A greve geral dos servidores públicos municipais de Ribeirão Preto, que entra nesta terça-feira no segundo dia, adiou o início das aulas da Rede Municipal de Ensino da cidade, previsto para hoje, e deixou cerca de 48 mil alunos em casa. Todos os 1.190 professores aderiram ao movimento. Os servidores, que pediam 73,4% de reajuste, agora aceitam receber 16%, a incorporação do abono de R$ 50 aos vencimentos e o reajuste no vale-alimentação. Mas a prefeitura, que pretendia pagar 6% de aumento, subiu a proposta para apenas 8% de reajuste nos salários, concorda com a incorporação do abono e com a correção de 15% no vale-alimentação, índices retroativos a 1° de janeiro. A cidade tem 8 mil servidores na ativa e 3 mil inativos.

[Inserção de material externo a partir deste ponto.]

/// Compute per-language timing statistics and classify their stability
fn build_timing(times: Vec<f64>, threshold: f64) -> LanguageTiming {
    let median = stats::median(&times);
    let iqr = stats::iqr(&times);
    let status = if median <= 0.0 {
        CalibrationStatus::Failed
    } else if iqr / median <= threshold {
        CalibrationStatus::Stable
    } else {
        CalibrationStatus::Unstable
    };

    LanguageTiming {
        times,
        median,
        iqr,
        status,
    }
}

/// Largest input wins; ties broken by the longer raw input text
pub(crate) fn select_reference_case(test_cases: &[TestCase]) -> Option<&TestCase> {
    test_cases
        .iter()
        .max_by_key(|tc| (tc.input_size(), tc.input.len()))
}

#[cfg(test)]
mod tests {
    use super::*;
    use crate::models::Language;
    use crate::sandbox::RunOutcome;
    use crate::test_support::{MemoryStore, ScriptedSandbox, init_tracing, make_problem, make_test_case};

    fn calibrator(sandbox: ScriptedSandbox, store: Arc<MemoryStore>) -> Calibrator {
        init_tracing();
        Calibrator::new(
            Arc::new(sandbox),
            store.clone(),
            store.clone(),
            store,
            Config::default(),
        )
    }

    /// Script for a full calibration: one validation run per language, then
    /// `repetitions` timing runs per language, cpp before python.
    fn script(
        cpp_times: &[f64],
        python_times: &[f64],
    ) -> Vec<JudgeResult<RunOutcome>> {
        let mut runs = vec![
            Ok(RunOutcome::success("42\n".to_string(), 0.05)),
            Ok(RunOutcome::success("42\n".to_string(), 0.2)),
        ];
        for &time in cpp_times {
            runs.push(Ok(RunOutcome::success("42\n".to_string(), time)));
        }
        for &time in python_times {
            runs.push(Ok(RunOutcome::success("42\n".to_string(), time)));
        }
        runs
    }

    fn seeded_store() -> (Arc<MemoryStore>, Uuid) {
        let store = Arc::new(MemoryStore::default());
        let problem = make_problem(1.0);
        let problem_id = problem.id;
        store.add_problem(problem);
        store.add_test_case(make_test_case(problem_id, "small", "42", 1.0));
        let mut largest = make_test_case(problem_id, "1 2 3 4 5 6 7 8 9 10", "42", 1.0);
        largest.name = "large".to_string();
        store.add_test_case(largest);
        store.add_solution(problem_id, Language::Cpp, "int main() {}");
        store.add_solution(problem_id, Language::Python, "print(42)");
        (store, problem_id)
    }

    #[tokio::test]
    async fn test_stable_calibration_computes_factor_and_activates() {
        let (store, problem_id) = seeded_store();
        let sandbox = ScriptedSandbox::new(script(
            &[0.05, 0.05, 0.05, 0.05, 0.05],
            &[0.2, 0.2, 0.2, 0.2, 0.2],
        ));
        let calibrator = calibrator(sandbox, store.clone());

        let calibration = calibrator.calibrate(problem_id, None).await.unwrap();

        assert_eq!(calibration.status, CalibrationStatus::Stable);
        assert!(calibration.is_reliable);
        assert_eq!(calibration.adjustment_factor(Language::Python), Some(4.0));
        assert_eq!(calibration.adjustment_factor(Language::Cpp), Some(1.0));
        // Reliable calibrations replace the active pointer
        let active = store.active_calibration(problem_id).await.unwrap().unwrap();
        assert_eq!(active.id, calibration.id);
    }

    #[tokio::test]
    async fn test_reference_case_is_largest_input() {
        let (store, problem_id) = seeded_store();
        let sandbox = ScriptedSandbox::new(script(
            &[0.05, 0.05, 0.05, 0.05, 0.05],
            &[0.2, 0.2, 0.2, 0.2, 0.2],
        ));
        let calibrator = calibrator(sandbox, store.clone());

        let calibration = calibrator.calibrate(problem_id, None).await.unwrap();

        let cases = store.list_test_cases(problem_id).await.unwrap();
        let largest = cases.iter().find(|tc| tc.name == "large").unwrap();
        assert_eq!(calibration.reference_test_case_id, largest.id);
    }

    #[tokio::test]
    async fn test_factor_is_capped() {
        let (store, problem_id) = seeded_store();
        let sandbox = ScriptedSandbox::new(script(
            &[0.1, 0.1, 0.1, 0.1, 0.1],
            &[2.0, 2.0, 2.0, 2.0, 2.0],
        ));
        let calibrator = calibrator(sandbox, store);

        let calibration = calibrator.calibrate(problem_id, None).await.unwrap();

        // Raw factor 20.0 exceeds the cap
        assert_eq!(calibration.adjustment_factor(Language::Python), Some(12.0));
        assert!(calibration.is_reliable);
    }

    #[tokio::test]
    async fn test_factor_never_tightens_below_parity() {
        let (store, problem_id) = seeded_store();
        let sandbox = ScriptedSandbox::new(script(
            &[0.1, 0.1, 0.1, 0.1, 0.1],
            &[0.05, 0.05, 0.05, 0.05, 0.05],
        ));
        let calibrator = calibrator(sandbox, store);

        let calibration = calibrator.calibrate(problem_id, None).await.unwrap();

        // Raw factor 0.5 is floored to parity
        assert_eq!(calibration.adjustment_factor(Language::Python), Some(1.0));
    }

    #[tokio::test]
    async fn test_noisy_language_marks_calibration_unreliable() {
        let (store, problem_id) = seeded_store();
        // Python relative IQR is 0.25/1.0 = 25%, over the 20% threshold
        let python_times = [0.8, 0.85, 0.875, 0.9, 0.95, 1.05, 1.1, 1.125, 1.15, 1.2];
        let cpp_times = [0.05; 10];
        let sandbox = ScriptedSandbox::new(script(&cpp_times, &python_times));
        let calibrator = calibrator(sandbox, store.clone());

        let calibration = calibrator.calibrate(problem_id, Some(10)).await.unwrap();

        assert_eq!(
            calibration.timings[&Language::Cpp].status,
            CalibrationStatus::Stable
        );
        assert_eq!(
            calibration.timings[&Language::Python].status,
            CalibrationStatus::Unstable
        );
        assert_eq!(calibration.status, CalibrationStatus::Unstable);
        assert!(!calibration.is_reliable);
        // Unreliable calibrations are never activated
        assert!(store.active_calibration(problem_id).await.unwrap().is_none());
    }

    #[tokio::test]
    async fn test_validation_mismatch_aborts_before_measurement() {
        let (store, problem_id) = seeded_store();
        let sandbox = ScriptedSandbox::new(vec![Ok(RunOutcome::success(
            "wrong\n".to_string(),
            0.05,
        ))]);
        let calibrator = calibrator(sandbox, store.clone());

        let calibration = calibrator.calibrate(problem_id, None).await.unwrap();

        assert_eq!(calibration.status, CalibrationStatus::Failed);
        assert!(!calibration.is_reliable);
        assert!(
            calibration
                .error_message
                .unwrap()
                .contains("incorrect output")
        );
        assert!(store.active_calibration(problem_id).await.unwrap().is_none());
    }

    #[tokio::test]
    async fn test_insufficient_successful_runs_fails() {
        let (store, problem_id) = seeded_store();
        let mut runs: Vec<JudgeResult<RunOutcome>> = vec![
            Ok(RunOutcome::success("42\n".to_string(), 0.05)),
            Ok(RunOutcome::success("42\n".to_string(), 0.2)),
            Ok(RunOutcome::success("42\n".to_string(), 0.05)),
        ];
        // Four of five cpp timing runs crash: only 1 success < 5/2
        for _ in 0..4 {
            let mut failed = RunOutcome::success(String::new(), 0.01);
            failed.status = RunStatus::RuntimeError;
            failed.exit_code = Some(1);
            runs.push(Ok(failed));
        }
        let sandbox = ScriptedSandbox::new(runs);
        let calibrator = calibrator(sandbox, store);

        let calibration = calibrator.calibrate(problem_id, None).await.unwrap();

        assert_eq!(calibration.status, CalibrationStatus::Failed);
        assert!(calibration.error_message.unwrap().contains("too many failed runs"));
    }

    #[tokio::test]
    async fn test_repetitions_are_sequential_and_counted() {
        let (store, problem_id) = seeded_store();
        let sandbox = ScriptedSandbox::new(script(
            &[0.05, 0.05, 0.05, 0.05, 0.05],
            &[0.2, 0.2, 0.2, 0.2, 0.2],
        ));
        let calls = sandbox.call_log();
        let calibrator = calibrator(sandbox, store);

        calibrator.calibrate(problem_id, None).await.unwrap();

        // 2 validations + 5 cpp + 5 python timing runs, in order
        let calls = calls.lock().unwrap();
        assert_eq!(calls.len(), 12);
        assert_eq!(calls[0].0, Language::Cpp);
        assert_eq!(calls[1].0, Language::Python);
        assert!(calls[2..7].iter().all(|(lang, _)| *lang == Language::Cpp));
        assert!(calls[7..].iter().all(|(lang, _)| *lang == Language::Python));
    }
}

Cerca de 70% estão parados e só os serviços essenciais estão sendo mantidos.Segundo o secretário de Governo de Ribeirão Preto, Newton Medes Garcia, o reajuste proposto faz com que a despesa com o pagamento da folha dos servidores atinja o limite permitido pela Lei de Responsabilidade Fiscal (LRF), que limita os gastos com pessoal em 54%. "Será necessário um esforço muito grande por parte da administração no sentido de conseguir aumentar a arrecadação para poder cumprir com o reajuste", explicou Garcia.Já para Nelson Machado, presidente do Sindicato dos Servidores Públicos Municipais, a intenção é atingir o índice de 16% de reajuste em reuniões com representantes do poder público durante esta terça-feira. "Só esperamos que as portas estejam abertas", afirmou.